- _Data supplied_
********

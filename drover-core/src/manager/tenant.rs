//! A tenant's live agent set

use std::sync::Arc;

use serde::{Deserialize, Serialize};

use crate::agent::{Agent, AgentKind};
use crate::executor::{Analyzable, Delegates};
use crate::scheduler::Scheduler;

/// Lifecycle of a tenant's set inside the manager
#[derive(Debug, Clone, Copy, PartialEq, Eq, Serialize, Deserialize)]
#[serde(rename_all = "snake_case")]
pub enum TenantPhase {
    Absent,
    Building,
    Active,
}

/// Typed references to the agents built for a tenant
///
/// Lets the manager wire agents to each other without the scheduler knowing
/// which agent is which.
#[derive(Debug, Clone, Default)]
pub struct NamedAgents {
    pub email: Option<Arc<Agent>>,
    pub legal: Option<Arc<Agent>>,
    pub financial: Option<Arc<Agent>>,
    pub task: Option<Arc<Agent>>,
    pub stablecoin: Option<Arc<Agent>>,
}

impl NamedAgents {
    pub fn get(&self, kind: AgentKind) -> Option<&Arc<Agent>> {
        match kind {
            AgentKind::Email => self.email.as_ref(),
            AgentKind::Legal => self.legal.as_ref(),
            AgentKind::Financial => self.financial.as_ref(),
            AgentKind::Task => self.task.as_ref(),
            AgentKind::Stablecoin => self.stablecoin.as_ref(),
        }
    }

    pub(crate) fn set(&mut self, kind: AgentKind, agent: Arc<Agent>) {
        let slot = match kind {
            AgentKind::Email => &mut self.email,
            AgentKind::Legal => &mut self.legal,
            AgentKind::Financial => &mut self.financial,
            AgentKind::Task => &mut self.task,
            AgentKind::Stablecoin => &mut self.stablecoin,
        };
        *slot = Some(agent);
    }

    /// Kinds present, in build order
    pub fn kinds(&self) -> Vec<AgentKind> {
        AgentKind::BUILD_ORDER
            .into_iter()
            .filter(|kind| self.get(*kind).is_some())
            .collect()
    }

    /// The already-built agents the email executor can hand work to
    pub fn delegates(&self) -> Delegates {
        let capability = |agent: &Option<Arc<Agent>>| {
            agent
                .as_ref()
                .map(|a| Arc::clone(a) as Arc<dyn Analyzable>)
        };
        Delegates {
            legal: capability(&self.legal),
            financial: capability(&self.financial),
            task: capability(&self.task),
        }
    }
}

/// One tenant bound to one scheduler and the agents built for it
#[derive(Debug)]
pub struct TenantAgentSet {
    tenant_id: String,
    scheduler: Scheduler,
    agents: NamedAgents,
}

impl TenantAgentSet {
    pub(crate) fn new(tenant_id: impl Into<String>, scheduler: Scheduler, agents: NamedAgents) -> Self {
        Self {
            tenant_id: tenant_id.into(),
            scheduler,
            agents,
        }
    }

    pub fn tenant_id(&self) -> &str {
        &self.tenant_id
    }

    pub fn scheduler(&self) -> &Scheduler {
        &self.scheduler
    }

    pub fn agents(&self) -> &NamedAgents {
        &self.agents
    }

    pub fn agent(&self, kind: AgentKind) -> Option<&Arc<Agent>> {
        self.agents.get(kind)
    }
}
//! Where agent results and activation state go
//!
//! The core only talks to the traits in this module. Shipped backends:
//!
//! - [`MemoryStore`]: everything in memory, with failure injection for tests
//! - [`JsonlLogSink`]: append-only JSONL logs and de-duplicated payload files
//! - [`FileActivationStore`]: the set of active tenants in one JSON file

mod activation;
mod jsonl;
mod memory;
mod types;

use async_trait::async_trait;

use crate::agent::{AgentKind, AgentOutput};
use crate::error::PersistenceError;

pub use activation::FileActivationStore;
pub use jsonl::JsonlLogSink;
pub use memory::{MemoryStore, SavedPayload};
pub use types::{AgentLogRow, StoredItem};

/// Receives the side effects of agent events
///
/// Delivery is at-least-once, so both calls must tolerate duplicates.
#[async_trait]
pub trait PersistenceSink: Send + Sync {
    /// Store the structured items of a completed run
    ///
    /// Items whose natural key was already stored are skipped.
    async fn save_completed_payload(
        &self,
        kind: AgentKind,
        payload: &AgentOutput,
        tenant_id: &str,
    ) -> Result<(), PersistenceError>;

    /// Append one normalized log row
    async fn append_log(&self, row: AgentLogRow) -> Result<(), PersistenceError>;
}

/// Read side of the agent log
#[async_trait]
pub trait LogQuery: Send + Sync {
    /// Newest rows first, at most `limit`
    async fn recent_logs(
        &self,
        tenant_id: &str,
        limit: usize,
    ) -> Result<Vec<AgentLogRow>, PersistenceError>;
}

/// Durable per-tenant "agents should be running" flag
#[async_trait]
pub trait ActivationStore: Send + Sync {
    async fn active_tenant_ids(&self) -> Result<Vec<String>, PersistenceError>;

    async fn set_active(&self, tenant_id: &str, active: bool) -> Result<(), PersistenceError>;
}
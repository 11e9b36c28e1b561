//! Agent type definitions

use std::fmt;
use std::str::FromStr;
use std::time::Duration;

use chrono::{DateTime, Utc};
use serde::{Deserialize, Serialize};

/// The kinds of agent a tenant can run
///
/// The scheduling core treats every kind the same way; the kind only decides
/// the agent id, its default schedule and its enablement predicate.
#[derive(Debug, Clone, Copy, PartialEq, Eq, Hash, Serialize, Deserialize)]
#[serde(rename_all = "snake_case")]
pub enum AgentKind {
    /// Pulls and classifies mail, delegating sub-analysis to the others
    Email,
    /// Legal document analysis
    Legal,
    /// Financial document extraction
    Financial,
    /// Task / action item extraction
    Task,
    /// Stablecoin transfer monitoring
    Stablecoin,
}

impl AgentKind {
    /// Every kind, in construction order: delegates before the email agent
    pub const BUILD_ORDER: [AgentKind; 5] = [
        AgentKind::Financial,
        AgentKind::Legal,
        AgentKind::Task,
        AgentKind::Email,
        AgentKind::Stablecoin,
    ];

    pub fn as_str(&self) -> &'static str {
        match self {
            Self::Email => "email",
            Self::Legal => "legal",
            Self::Financial => "financial",
            Self::Task => "task",
            Self::Stablecoin => "stablecoin",
        }
    }

    /// Parse from the lowercase name
    pub fn parse(s: &str) -> Option<Self> {
        match s {
            "email" => Some(Self::Email),
            "legal" => Some(Self::Legal),
            "financial" => Some(Self::Financial),
            "task" => Some(Self::Task),
            "stablecoin" => Some(Self::Stablecoin),
            _ => None,
        }
    }

    /// Tenant-scoped agent id: `<kind>-agent-<tenant>`
    pub fn agent_id(&self, tenant_id: &str) -> String {
        format!("{}-agent-{}", self.as_str(), tenant_id)
    }

    /// Display name used in logs and snapshots
    pub fn display_name(&self) -> &'static str {
        match self {
            Self::Email => "Email Agent",
            Self::Legal => "Legal Agent",
            Self::Financial => "Financial Agent",
            Self::Task => "Task Agent",
            Self::Stablecoin => "Stablecoin Agent",
        }
    }

    pub fn description(&self) -> &'static str {
        match self {
            Self::Email => "Fetches new mail and classifies it",
            Self::Legal => "Analyzes legal documents",
            Self::Financial => "Extracts financial records",
            Self::Task => "Extracts tasks and action items",
            Self::Stablecoin => "Monitors stablecoin transfers",
        }
    }

    /// Schedule used when the tenant config does not set one
    pub fn default_schedule(&self) -> Schedule {
        match self {
            Self::Email => Schedule::Interval { minutes: 5 },
            Self::Stablecoin => Schedule::Interval { minutes: 10 },
            Self::Legal | Self::Financial | Self::Task => Schedule::Manual,
        }
    }
}

impl fmt::Display for AgentKind {
    fn fmt(&self, f: &mut fmt::Formatter<'_>) -> fmt::Result {
        f.write_str(self.as_str())
    }
}

impl FromStr for AgentKind {
    type Err = String;

    fn from_str(s: &str) -> Result<Self, Self::Err> {
        Self::parse(s).ok_or_else(|| s.to_string())
    }
}

/// When an agent runs on its own
#[derive(Debug, Clone, Copy, PartialEq, Eq, Serialize, Deserialize)]
#[serde(tag = "type", rename_all = "snake_case")]
pub enum Schedule {
    /// Repeats every `minutes` once started
    Interval { minutes: u64 },
    /// Only runs when explicitly triggered
    Manual,
}

impl Schedule {
    /// Longest interval a timer accepts, one year
    pub const MAX_INTERVAL_MINUTES: u64 = 365 * 24 * 60;

    /// Timer period, `None` for manual schedules
    ///
    /// Saturates instead of overflowing; [`Schedule::validate`] rejects
    /// intervals that large before a timer is armed.
    pub fn period(&self) -> Option<Duration> {
        match self {
            Self::Interval { minutes } => Some(Duration::from_secs(minutes.saturating_mul(60))),
            Self::Manual => None,
        }
    }

    /// Reason the schedule cannot drive a timer, if any
    pub fn validate(&self) -> Result<(), String> {
        match *self {
            Self::Interval { minutes: 0 } => {
                Err("interval must be at least one minute".to_string())
            }
            Self::Interval { minutes } if minutes > Self::MAX_INTERVAL_MINUTES => Err(format!(
                "interval of {minutes} minutes exceeds the {} minute maximum",
                Self::MAX_INTERVAL_MINUTES
            )),
            _ => Ok(()),
        }
    }

    pub fn is_interval(&self) -> bool {
        matches!(self, Self::Interval { .. })
    }
}

/// Static identity and schedule policy of one agent instance
///
/// Immutable once the agent is constructed; a schedule change means building
/// a new agent.
#[derive(Debug, Clone, PartialEq, Eq, Serialize, Deserialize)]
pub struct AgentConfig {
    /// Unique per tenant, e.g. `email-agent-t1`
    pub id: String,
    pub name: String,
    pub description: String,
    pub enabled: bool,
    pub schedule: Schedule,
}

impl AgentConfig {
    pub fn new(id: impl Into<String>, name: impl Into<String>, schedule: Schedule) -> Self {
        Self {
            id: id.into(),
            name: name.into(),
            description: String::new(),
            enabled: true,
            schedule,
        }
    }

    /// Config for a kind owned by `tenant_id`
    pub fn for_kind(kind: AgentKind, tenant_id: &str, schedule: Schedule) -> Self {
        Self {
            id: kind.agent_id(tenant_id),
            name: kind.display_name().to_string(),
            description: kind.description().to_string(),
            enabled: true,
            schedule,
        }
    }

    pub fn with_description(mut self, description: impl Into<String>) -> Self {
        self.description = description.into();
        self
    }
}

/// Agent runtime status
#[derive(Debug, Clone, Copy, PartialEq, Eq, Serialize, Deserialize, Default)]
#[serde(rename_all = "snake_case")]
pub enum AgentStatus {
    /// Not started, or stopped
    #[default]
    Stopped,
    /// Started; interval agents have an armed timer
    Running,
    /// Last scheduled run failed; the timer is still armed
    Error,
}

/// Read-only snapshot of an agent
#[derive(Debug, Clone, PartialEq, Serialize, Deserialize)]
pub struct AgentInfo {
    pub config: AgentConfig,
    pub status: AgentStatus,
    pub run_count: u64,
    pub last_run: Option<DateTime<Utc>>,
    /// An execution is currently in flight
    pub busy: bool,
    pub last_error: Option<String>,
}
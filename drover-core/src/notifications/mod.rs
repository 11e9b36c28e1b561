//! Urgent-condition notifications
//!
//! Agents raise [`Alert`](crate::agent::Alert)s; the tenant's event logger
//! turns them into [`Notification`]s for the configured [`Notifier`].

mod service;
mod types;

pub use service::{LogNotifier, Notifier};
pub use types::{Notification, NotifyOptions, Priority};
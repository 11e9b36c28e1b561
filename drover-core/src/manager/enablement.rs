//! Which agent kinds a tenant gets

use std::fmt;

use crate::agent::AgentKind;
use crate::config::{AgentSettings, GlobalConfig, UserConfig};

/// Why a kind was left out of a tenant's set
#[derive(Debug, Clone, Copy, PartialEq, Eq)]
pub enum Skip {
    /// No section for the kind in the tenant config
    NotConfigured,
    /// Section present with `enabled = false`
    Disabled,
    /// A tenant or global credential the kind needs is missing
    MissingCredential(&'static str),
}

impl fmt::Display for Skip {
    fn fmt(&self, f: &mut fmt::Formatter<'_>) -> fmt::Result {
        match self {
            Self::NotConfigured => f.write_str("not configured"),
            Self::Disabled => f.write_str("disabled"),
            Self::MissingCredential(what) => write!(f, "missing {what} credentials"),
        }
    }
}

/// The kind's settings if every prerequisite holds
///
/// - email: enabled, tenant Gmail credentials, global Gmail client and LLM key
/// - legal, financial, task: enabled and LLM key
/// - stablecoin: enabled, Alchemy key and LLM key
pub fn check<'a>(
    kind: AgentKind,
    user: &'a UserConfig,
    global: &GlobalConfig,
) -> Result<&'a AgentSettings, Skip> {
    let settings = user.settings(kind).ok_or(Skip::NotConfigured)?;
    if !settings.enabled {
        return Err(Skip::Disabled);
    }

    match kind {
        AgentKind::Email => {
            if !user.credentials.gmail {
                return Err(Skip::MissingCredential("tenant gmail"));
            }
            if !global.has_gmail_client() {
                return Err(Skip::MissingCredential("gmail client"));
            }
        }
        AgentKind::Stablecoin => {
            if !global.has_alchemy() {
                return Err(Skip::MissingCredential("alchemy"));
            }
        }
        AgentKind::Legal | AgentKind::Financial | AgentKind::Task => {}
    }

    if !global.has_llm() {
        return Err(Skip::MissingCredential("llm"));
    }
    Ok(settings)
}
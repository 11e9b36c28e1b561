//! Repeating timer task for interval agents

use std::sync::Arc;
use std::time::Duration;

use tokio::sync::broadcast;
use tokio::task::JoinHandle;
use tokio::time::{Instant, MissedTickBehavior, interval_at};
use tokio_util::sync::CancellationToken;
use tracing::{debug, info};

use crate::agent::{Agent, ExecutionResult, RunDisposition};
use crate::events::AgentEvent;

/// One armed interval timer
///
/// Cancelling (or dropping) the timer stops future ticks. A run already in
/// progress is left to finish and still emits its event.
pub(crate) struct IntervalTimer {
    token: CancellationToken,
    handle: JoinHandle<()>,
}

impl IntervalTimer {
    /// Spawn the tick loop; the first tick fires one `period` from now
    pub(crate) fn arm(
        agent: Arc<Agent>,
        period: Duration,
        events: broadcast::Sender<AgentEvent>,
    ) -> Self {
        let token = CancellationToken::new();
        let cancelled = token.clone();

        let handle = tokio::spawn(async move {
            let agent_id = agent.id().to_string();
            info!(agent_id = %agent_id, period_secs = period.as_secs(), "Timer armed");

            let mut ticker = interval_at(Instant::now() + period, period);
            ticker.set_missed_tick_behavior(MissedTickBehavior::Delay);

            loop {
                tokio::select! {
                    biased;
                    _ = cancelled.cancelled() => break,
                    _ = ticker.tick() => {}
                }

                // Failures are already converted to events by the agent; the
                // loop only logs and keeps going
                match agent.run(None, &events).await {
                    RunDisposition::Skipped => {
                        debug!(agent_id = %agent_id, "Tick skipped, previous run still in flight");
                    }
                    RunDisposition::Completed(ExecutionResult::Failure { .. }) => {
                        debug!(agent_id = %agent_id, "Tick failed, timer stays armed");
                    }
                    RunDisposition::Completed(ExecutionResult::Success { .. }) => {}
                }
            }

            info!(agent_id = %agent_id, "Timer disarmed");
        });

        Self { token, handle }
    }

    pub(crate) fn cancel(&self) {
        self.token.cancel();
    }

    pub(crate) fn is_finished(&self) -> bool {
        self.handle.is_finished()
    }
}

impl Drop for IntervalTimer {
    fn drop(&mut self) {
        self.token.cancel();
    }
}

#[cfg(test)]
mod tests {
    use super::*;
    use crate::agent::{AgentConfig, AgentOutput, Schedule};
    use crate::executor::MockExecutor;

    fn agent(mock: Arc<MockExecutor>) -> Arc<Agent> {
        Arc::new(
            Agent::builder(
                AgentConfig::new("email-agent-t1", "Email Agent", Schedule::Interval { minutes: 1 }),
                mock,
            )
            .build(),
        )
    }

    #[tokio::test(start_paused = true)]
    async fn ticks_once_per_period() {
        let mock = Arc::new(MockExecutor::new(AgentOutput::default()));
        let (tx, _) = broadcast::channel(16);
        let _timer = IntervalTimer::arm(agent(mock.clone()), Duration::from_secs(60), tx);

        tokio::time::sleep(Duration::from_secs(59)).await;
        assert_eq!(mock.call_count(), 0);

        tokio::time::sleep(Duration::from_secs(2)).await;
        assert_eq!(mock.call_count(), 1);

        tokio::time::sleep(Duration::from_secs(60)).await;
        assert_eq!(mock.call_count(), 2);
    }

    #[tokio::test(start_paused = true)]
    async fn dropping_the_timer_stops_ticks() {
        let mock = Arc::new(MockExecutor::new(AgentOutput::default()));
        let (tx, _) = broadcast::channel(16);
        let timer = IntervalTimer::arm(agent(mock.clone()), Duration::from_secs(60), tx);

        tokio::time::sleep(Duration::from_secs(61)).await;
        drop(timer);
        tokio::time::sleep(Duration::from_secs(600)).await;

        assert_eq!(mock.call_count(), 1);
    }

    #[tokio::test(start_paused = true)]
    async fn cancel_finishes_the_task() {
        let mock = Arc::new(MockExecutor::new(AgentOutput::default()));
        let (tx, _) = broadcast::channel(16);
        let timer = IntervalTimer::arm(agent(mock), Duration::from_secs(60), tx);

        timer.cancel();
        tokio::time::sleep(Duration::from_millis(10)).await;
        assert!(timer.is_finished());
    }
}
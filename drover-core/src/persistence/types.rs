//! Persisted record types

use chrono::{DateTime, Utc};
use serde::{Deserialize, Serialize};
use serde_json::Value;

use crate::agent::AgentKind;
use crate::events::AgentEventKind;

/// One normalized row per completed or failed run
#[derive(Debug, Clone, PartialEq, Serialize, Deserialize)]
pub struct AgentLogRow {
    pub tenant_id: String,
    pub agent_id: String,
    pub agent_name: String,
    pub event_type: AgentEventKind,
    pub success: bool,
    pub duration_ms: u64,
    pub processed_count: usize,
    #[serde(default)]
    pub details: Value,
    #[serde(default, skip_serializing_if = "Option::is_none")]
    pub error: Option<String>,
    pub timestamp: DateTime<Utc>,
}

/// One payload item as written to storage
#[derive(Debug, Clone, PartialEq, Serialize, Deserialize)]
pub struct StoredItem {
    pub tenant_id: String,
    pub agent: AgentKind,
    /// Natural key, when the item carries one
    #[serde(default, skip_serializing_if = "Option::is_none")]
    pub key: Option<String>,
    pub item: Value,
    pub saved_at: DateTime<Utc>,
}

impl StoredItem {
    pub fn new(tenant_id: &str, agent: AgentKind, item: Value) -> Self {
        Self {
            tenant_id: tenant_id.to_string(),
            agent,
            key: natural_key(&item),
            item,
            saved_at: Utc::now(),
        }
    }
}

/// The item's `id` field as a string, if it has a usable one
pub(crate) fn natural_key(item: &Value) -> Option<String> {
    match item.get("id")? {
        Value::String(s) if !s.is_empty() => Some(s.clone()),
        Value::Number(n) => Some(n.to_string()),
        _ => None,
    }
}
//! HTTP server module

mod api;
mod tenants;

use std::sync::Arc;

use axum::{
    Router,
    routing::{get, post},
};

use crate::AppState;

pub use api::HealthResponse;
pub use tenants::{ActionResponse, AgentListResponse, LogListResponse, RunAcceptedResponse};

/// Create the HTTP router with all routes configured
pub fn create_router(state: Arc<AppState>) -> Router {
    Router::new()
        .route("/api/health", get(api::health))
        .route("/api/tenants/:tenant/agents", get(tenants::list_agents))
        .route("/api/tenants/:tenant/logs", get(tenants::list_logs))
        .route("/api/tenants/:tenant/start-all", post(tenants::start_all))
        .route("/api/tenants/:tenant/stop-all", post(tenants::stop_all))
        .route(
            "/api/tenants/:tenant/agents/:kind/start",
            post(tenants::start_agent),
        )
        .route(
            "/api/tenants/:tenant/agents/:kind/stop",
            post(tenants::stop_agent),
        )
        .route(
            "/api/tenants/:tenant/agents/:kind/run",
            post(tenants::run_agent),
        )
        .with_state(state)
}
//! Mock executors for testing
//!
//! `MockExecutor` returns a fixed output after an optional delay and records
//! how it was driven: call count, the highest number of concurrent calls, and
//! which calls it was told to fail. `MockExecutorFactory` hands out one fresh
//! mock per build so tests can inspect exactly what a tenant's agent ran.

use std::collections::HashSet;
use std::sync::Arc;
use std::sync::atomic::{AtomicU64, AtomicUsize, Ordering};
use std::time::Duration;

use async_trait::async_trait;
use serde_json::{Value, json};
use tokio::sync::Mutex;

use super::traits::{ExecutorContext, ExecutorFactory, TaskExecutor};
use crate::agent::{AgentKind, AgentOutput};
use crate::error::ExecutorError;

/// Scriptable executor
#[derive(Debug, Default)]
pub struct MockExecutor {
    output: AgentOutput,
    delay: Duration,
    /// 1-based call numbers that fail
    fail_on: HashSet<u64>,
    always_fail: bool,
    panic: bool,
    calls: AtomicU64,
    analyses: AtomicU64,
    in_flight: AtomicUsize,
    max_in_flight: AtomicUsize,
    inputs: Mutex<Vec<Option<Value>>>,
}

impl MockExecutor {
    pub fn new(output: AgentOutput) -> Self {
        Self {
            output,
            ..Self::default()
        }
    }

    /// Sleep this long inside every `execute`
    pub fn with_delay(mut self, delay: Duration) -> Self {
        self.delay = delay;
        self
    }

    /// Fail the `n`th call (1-based)
    pub fn failing_on_call(mut self, n: u64) -> Self {
        self.fail_on.insert(n);
        self
    }

    pub fn always_failing(mut self) -> Self {
        self.always_fail = true;
        self
    }

    /// Panic inside `execute` instead of returning
    pub fn panicking(mut self) -> Self {
        self.panic = true;
        self
    }

    /// Number of `execute` calls started
    pub fn call_count(&self) -> u64 {
        self.calls.load(Ordering::SeqCst)
    }

    pub fn analyze_count(&self) -> u64 {
        self.analyses.load(Ordering::SeqCst)
    }

    /// Inputs of every `execute` call, in call order
    pub async fn inputs(&self) -> Vec<Option<Value>> {
        self.inputs.lock().await.clone()
    }

    /// Highest number of `execute` calls ever in flight at once
    pub fn max_concurrency(&self) -> usize {
        self.max_in_flight.load(Ordering::SeqCst)
    }
}

#[async_trait]
impl TaskExecutor for MockExecutor {
    async fn execute(&self, input: Option<Value>) -> Result<AgentOutput, ExecutorError> {
        self.inputs.lock().await.push(input);
        let call = self.calls.fetch_add(1, Ordering::SeqCst) + 1;
        let current = self.in_flight.fetch_add(1, Ordering::SeqCst) + 1;
        self.max_in_flight.fetch_max(current, Ordering::SeqCst);

        if !self.delay.is_zero() {
            tokio::time::sleep(self.delay).await;
        }
        self.in_flight.fetch_sub(1, Ordering::SeqCst);

        if self.panic {
            panic!("mock executor panicked on call {call}");
        }
        if self.always_fail || self.fail_on.contains(&call) {
            return Err(ExecutorError::Failed(format!("mock failure on call {call}")));
        }
        Ok(self.output.clone())
    }

    async fn analyze(&self, input: Value) -> Result<Value, ExecutorError> {
        self.analyses.fetch_add(1, Ordering::SeqCst);
        Ok(json!({ "analyzed": input }))
    }
}

/// Record of one executor the factory built
#[derive(Debug, Clone)]
pub struct BuiltExecutor {
    pub tenant_id: String,
    pub kind: AgentKind,
    pub delegate_kinds: Vec<AgentKind>,
    pub executor: Arc<MockExecutor>,
}

type Template = dyn Fn(AgentKind) -> MockExecutor + Send + Sync;

/// Factory that builds a fresh [`MockExecutor`] per request
pub struct MockExecutorFactory {
    template: Box<Template>,
    failing_kinds: HashSet<AgentKind>,
    built: Mutex<Vec<BuiltExecutor>>,
}

impl MockExecutorFactory {
    /// Every kind gets an executor returning `output` instantly
    pub fn new(output: AgentOutput) -> Self {
        Self::from_template(move |_| MockExecutor::new(output.clone()))
    }

    pub fn from_template(
        template: impl Fn(AgentKind) -> MockExecutor + Send + Sync + 'static,
    ) -> Self {
        Self {
            template: Box::new(template),
            failing_kinds: HashSet::new(),
            built: Mutex::new(Vec::new()),
        }
    }

    /// Make `build` fail for `kind`
    pub fn failing_for(mut self, kind: AgentKind) -> Self {
        self.failing_kinds.insert(kind);
        self
    }

    pub async fn built(&self) -> Vec<BuiltExecutor> {
        self.built.lock().await.clone()
    }

    /// Most recently built executor for a tenant's kind
    pub async fn executor_for(&self, tenant_id: &str, kind: AgentKind) -> Option<Arc<MockExecutor>> {
        self.built
            .lock()
            .await
            .iter()
            .rev()
            .find(|b| b.tenant_id == tenant_id && b.kind == kind)
            .map(|b| Arc::clone(&b.executor))
    }
}

#[async_trait]
impl ExecutorFactory for MockExecutorFactory {
    async fn build(&self, ctx: &ExecutorContext) -> Result<Arc<dyn TaskExecutor>, ExecutorError> {
        if self.failing_kinds.contains(&ctx.kind) {
            return Err(ExecutorError::Failed(format!(
                "mock factory refuses {}",
                ctx.kind
            )));
        }
        let executor = Arc::new((self.template)(ctx.kind));
        self.built.lock().await.push(BuiltExecutor {
            tenant_id: ctx.tenant_id.clone(),
            kind: ctx.kind,
            delegate_kinds: ctx.delegates.kinds(),
            executor: Arc::clone(&executor),
        });
        Ok(executor)
    }
}
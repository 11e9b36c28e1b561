//! Drover serve command for running the daemon
//!
//! The serve command resumes every tenant marked active, then exposes the
//! agent manager over HTTP until Ctrl+C or SIGTERM.

use anyhow::Result;
use clap::Args;
use drover_server::{AppState, DroverServer, ServerConfig};
use std::sync::Arc;
use tracing::{info, warn};

use crate::config::ConfigLoader;
use crate::runtime::Runtime;

/// Arguments for the serve command
#[derive(Debug, Args)]
pub struct ServeArgs {
    /// Port to listen on (overrides config)
    #[arg(short, long)]
    pub port: Option<u16>,

    /// Host to bind to (overrides config)
    #[arg(long)]
    pub host: Option<String>,

    /// Do not resume tenants marked active
    #[arg(long)]
    pub no_auto_start: bool,
}

/// Run the serve command
pub async fn run(args: ServeArgs) -> Result<()> {
    let config = ConfigLoader::load()?;
    let runtime = Runtime::build(&config).await?;

    if !args.no_auto_start {
        let report = runtime.manager.auto_start_agents().await?;
        info!(
            started = report.started.len(),
            failed = report.failed.len(),
            "Auto-start finished"
        );
        for (tenant_id, error) in &report.failed {
            warn!(tenant_id = %tenant_id, "Tenant not resumed: {}", error);
        }
    }

    let server_config = ServerConfig::new(
        args.host.unwrap_or(config.server.host),
        args.port.unwrap_or(config.server.port),
    );
    info!("Starting drover server on {}", server_config.addr());

    let state = AppState::new(Arc::clone(&runtime.manager)).with_logs(runtime.logs.clone());
    let result = DroverServer::new(server_config, Arc::new(state))
        .run_until(shutdown_signal())
        .await;

    // Stop timers whether or not the server exited cleanly
    runtime.manager.shutdown().await;
    result.map_err(Into::into)
}

async fn shutdown_signal() {
    let ctrl_c = async {
        if let Err(e) = tokio::signal::ctrl_c().await {
            warn!("Failed to listen for Ctrl+C: {}", e);
            std::future::pending::<()>().await;
        }
    };

    #[cfg(unix)]
    let terminate = async {
        match tokio::signal::unix::signal(tokio::signal::unix::SignalKind::terminate()) {
            Ok(mut signal) => {
                signal.recv().await;
            }
            Err(e) => {
                warn!("Failed to listen for SIGTERM: {}", e);
                std::future::pending::<()>().await;
            }
        }
    };

    #[cfg(not(unix))]
    let terminate = std::future::pending::<()>();

    tokio::select! {
        _ = ctrl_c => info!("Received Ctrl+C, shutting down"),
        _ = terminate => info!("Received SIGTERM, shutting down"),
    }
}
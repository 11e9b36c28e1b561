//! Tenant and global configuration
//!
//! The agent manager reads both layers through a [`ConfigProvider`] before
//! every tenant build; nothing here is cached by the core.

mod provider;
mod toml_dir;
mod types;

pub use provider::{ConfigProvider, StaticConfigProvider};
pub use toml_dir::{TomlConfigProvider, is_path_safe_tenant_id};
pub use types::{
    AgentSettings, ApiCredential, GlobalConfig, OAuthClient, TenantCredentials, UserConfig,
};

********

- _Problem description_
In exact wording, restate the lines of the data above from the first through the one holding "inside the manager", and stop after that line.

- _Your response_
filename drover-core/src/manager/tenant.rs
//! A tenant's live agent set

use std::sync::Arc;

use serde::{Deserialize, Serialize};

use crate::agent::{Agent, AgentKind};
use crate::executor::{Analyzable, Delegates};
use crate::scheduler::Scheduler;

/// Lifecycle of a tenant's set inside the manager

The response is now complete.